### EXERCISE DIRECTIONS
Go through the listing below and state how many of its lines include "TestValue". Write only that number.

Start of Block

//! Test suites.

use std::fmt;
use std::fs;
use std::path::Path;

use crate::error::Result;
use crate::test_case::TestCase;
use crate::xml;

/// An ordered, deduplicated collection of test cases.
///
/// Order is emission order: engines push cases as paths terminate, and
/// readers see them in the same order.
#[derive(Debug, Clone, Default, PartialEq)]
pub struct TestSuite {
    test_cases: Vec<TestCase>,
}

impl TestSuite {
    /// Create an empty suite.
    pub fn new() -> Self {
        Self::default()
    }

    /// Append a test case unless a structurally equal one is present.
    ///
    /// Returns whether the case was appended.
    pub fn push(&mut self, test_case: TestCase) -> bool {
        if self.test_cases.contains(&test_case) {
            return false;
        }
        self.test_cases.push(test_case);
        true
    }

    /// The collected test cases in emission order.
    pub fn test_cases(&self) -> &[TestCase] {
        &self.test_cases
    }

    /// The number of collected test cases.
    pub fn len(&self) -> usize {
        self.test_cases.len()
    }

    /// Whether the suite is empty.
    pub fn is_empty(&self) -> bool {
        self.test_cases.is_empty()
    }

    /// Write the suite as one XML file per test case into `directory`,
    /// creating it if necessary. Files are named `test_case_<i>.xml` in
    /// emission order.
    pub fn write_xml(&self, directory: &Path) -> Result {
        fs::create_dir_all(directory)?;
        for (index, test_case) in self.test_cases.iter().enumerate() {
            let rendered = xml::to_xml_string(test_case)?;
            fs::write(directory.join(format!("test_case_{}.xml", index)), rendered)?;
        }
        Ok(())
    }

    /// Read every `test_case_<i>.xml` under `directory` back into a suite.
    pub fn read_xml(directory: &Path) -> Result<Self> {
        let mut suite = Self::new();
        let mut index = 0;
        loop {
            let path = directory.join(format!("test_case_{}.xml", index));
            if !path.exists() {
                break;
            }
            let text = fs::read_to_string(&path)?;
            suite.push(xml::from_xml_str(&text)?);
            index += 1;
        }
        Ok(suite)
    }
}

impl fmt::Display for TestSuite {
    fn fmt(&self, f: &mut fmt::Formatter<'_>) -> fmt::Result {
        for (index, test_case) in self.test_cases.iter().enumerate() {
            writeln!(f, "test case {}:", index)?;
            write!(f, "{}", test_case)?;
        }
        Ok(())
    }
}

#[cfg(test)]
mod tests {
    use super::*;
    use crate::test_case::TestValue;

    #[test]
    fn push_deduplicates_structurally() {
        let mut suite = TestSuite::new();
        let mut case = TestCase::new();
        case.set_cycle_input(0, "P.x", TestValue::Bool(true));
        assert!(suite.push(case.clone()));
        assert!(!suite.push(case));
        assert_eq!(suite.len(), 1);
    }

    #[test]
    fn directory_round_trip() {
        let directory = tempfile::tempdir().unwrap();
        let mut suite = TestSuite::new();
        for flag in [true, false] {
            let mut case = TestCase::new();
            case.set_initial_state("P.c", TestValue::Int(0));
            case.set_cycle_input(0, "P.x", TestValue::Bool(flag));
            suite.push(case);
        }
        suite.write_xml(directory.path()).unwrap();
        let recovered = TestSuite::read_xml(directory.path()).unwrap();
        assert_eq!(suite, recovered);
    }
}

End of Block

### TASK OUTPUT
4